Wakil Menteri ESDM menambahkan bahwa tahun depan, impor kembali dibuka untuk swasta sesuai alokasi tahunan. Untuk jangka pendek, pemerintah akan mengevaluasi mekanisme agar kasus serupa tidak berulang.
Stok SPBU Swasta Kritis
Meski stok nasional aman, situasi di lapangan berbeda. Vivo hanya punya pasokan sampai pertengahan Oktober. Shell yang memiliki hampir 200 SPBU di Jawa sempat memprediksi seluruh stok habis pada awal Oktober. BP-AKR menyebut hanya dua dari 70 SPBU mereka yang masih beroperasi. AKR Corporindo tinggal 6 SPBU yang belum kehabisan bensin. ExxonMobil dengan 1.200 pom mini masih bisa bertahan hingga triwulan IV-2025.
Untuk mengantisipasi, beberapa SPBU swasta mengurangi jam operasional dan mengoptimalkan usaha lain seperti toko ritel dan bengkel.

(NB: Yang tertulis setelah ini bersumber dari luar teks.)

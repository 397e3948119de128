mod operation;

pub use operation::{EtlApp, EtlOperation};
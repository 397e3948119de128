//! active-service resolution for one day: the base weekday calendar,
//! plus added exceptions, minus removed ones.

use std::collections::BTreeSet;

use raildelay_core::clock::ServiceDay;
use raildelay_core::model::{Calendar, CalendarException, ExceptionKind};

/// the set of service ids running on a day, sorted for determinism
pub fn active_service_ids(
    calendars: &[Calendar],
    exceptions: &[CalendarException],
    day: &ServiceDay,
) -> Vec<String> {
    let mut services: BTreeSet<String> = calendars
        .iter()
        .filter(|calendar| calendar.covers(day))
        .map(|calendar| calendar.service_id.clone())
        .collect();

    for exception in exceptions {
        if exception.date != *day {
            continue;
        }
        match exception.exception_type {
            ExceptionKind::Added => {
                services.insert(exception.service_id.clone());
            }
            ExceptionKind::Removed => {
                services.remove(&exception.service_id);
            }
        }
    }
    services.into_iter().collect()
}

Dampak ke Konsumen dan Pasar

Bagi konsumen, kebuntuan ini berarti antrean panjang, rute memutar, hingga terpaksa pindah merek. Di pasar, situasi ini menegaskan pentingnya fleksibilitas standar mutu antar pelaku. DPR mengingatkan agar standar tidak terlalu tinggi hingga menghambat solusi darurat, serta mendesak swasta dan Pertamina mencari kompromi teknis tanpa membebani harga konsumen.

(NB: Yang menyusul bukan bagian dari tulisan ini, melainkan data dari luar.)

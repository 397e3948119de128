//! derived identifiers shared by the schedule and realtime sides of the
//! pipeline. realtime passages and scheduled stops only ever meet through
//! the (station_id, day_train_num) compound key built here.

use crate::clock::ServiceDay;

/// the GTFS station code: the last 7 characters of a stop id, all digits.
/// returns None when the stop id carries no station code.
pub fn station_id_of_stop(stop_id: &str) -> Option<String> {
    let tail = stop_id.get(stop_id.len().checked_sub(7)?..)?;
    if tail.chars().all(|c| c.is_ascii_digit()) {
        Some(tail.to_string())
    } else {
        None
    }
}

/// the train number embedded in a trip id: characters 6 through 11, all
/// digits. returns None when the trip id does not carry one.
pub fn train_num_of_trip(trip_id: &str) -> Option<String> {
    let num = trip_id.get(5..11)?;
    if num.chars().all(|c| c.is_ascii_digit()) {
        Some(num.to_string())
    } else {
        None
    }
}

/// the range key of a realtime passage: `yyyymmdd_NNNNNN`
pub fn day_train_num(day: &ServiceDay, train_num: &str) -> String {
    format!("{day}_{train_num}")
}

/// an API station code (8 digits) reduced to its GTFS form (7 digits)
pub fn station_id_of_api_station(station_8d: &str) -> Option<String> {
    if station_8d.len() < 2 {
        return None;
    }
    Some(station_8d[..station_8d.len() - 1].to_string())
}

#[cfg(test)]
mod tests {
    use super::*;
    use std::str::FromStr;

    #[test]
    fn test_station_id_of_stop() {
        assert_eq!(
            station_id_of_stop("StopPoint:DUA8739300"),
            Some("8739300".to_string())
        );
        assert_eq!(station_id_of_stop("StopArea:DUAHIDDEN"), None);
        assert_eq!(station_id_of_stop("short"), None);
    }

    #[test]
    fn test_train_num_of_trip() {
        assert_eq!(
            train_num_of_trip("DUASN123456F01001"),
            Some("123456".to_string())
        );
        assert_eq!(train_num_of_trip("DUASNABCDEF01001"), None);
        assert_eq!(train_num_of_trip("DUA"), None);
    }

    #[test]
    fn test_day_train_num() {
        let day = ServiceDay::from_str("20170202").unwrap();
        assert_eq!(day_train_num(&day, "123456"), "20170202_123456");
    }

    #[test]
    fn test_station_id_of_api_station() {
        assert_eq!(
            station_id_of_api_station("87393009"),
            Some("8739300".to_string())
        );
    }
}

Perubahan pola konsumsi juga jadi faktor penting. Data Kementerian ESDM mencatat penjualan pertalite turun 5,1 persen Januari–Juli 2025, sementara BBM nonsubsidi naik tajam. Pangsa pasar bensin nonsubsidi melonjak dari 11 persen menjadi 15 persen. Artinya, alokasi impor yang ditetapkan pemerintah cepat habis karena pergeseran konsumsi masyarakat.
Arah ke Depan
Ada tiga pelajaran utama dari kebuntuan ini:
- Kebutuhan standar mutu yang lebih jelas agar tidak terjadi perbedaan persepsi.

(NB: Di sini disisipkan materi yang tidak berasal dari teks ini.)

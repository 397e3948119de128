use raildelay_core::error::ClockError;

#[derive(thiserror::Error, Debug)]
pub enum ScheduleError {
    #[error("schedule not loaded: missing required GTFS file '{0}'")]
    ScheduleNotLoaded(String),
    #[error("failure on schedule store: {0}")]
    Store(#[from] sqlx::Error),
    #[error("failure reading GTFS table '{0}': {1}")]
    TableRead(String, String),
    #[error("failure fetching GTFS archives: {0}")]
    Fetch(String),
    #[error("GTFS archive is malformed: {0}")]
    MalformedArchive(String),
    #[error("canonical archive directory '{0}' missing after extraction")]
    CanonicalArchiveMissing(String),
    #[error("failure mirroring GTFS snapshot to object storage: {0}")]
    Snapshot(String),
    #[error("clock failure in schedule data: {0}")]
    Clock(#[from] ClockError),
    #[error("invalid argument: {0}")]
    InvalidArgument(String),
}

- Pentingnya fleksibilitas dalam penanganan darurat pasokan.
- Perlunya rencana jangka panjang, termasuk membangun kilang swasta untuk memperkuat ketahanan energi nasional.
Komisi XII DPR menegaskan pemerintah harus segera menyiapkan kebijakan agar kegaduhan tidak berulang. Pemerintah dan pelaku usaha diminta menyeimbangkan aspek mutu, komersial, dan operasional dalam pelayanan BBM kepada masyarakat.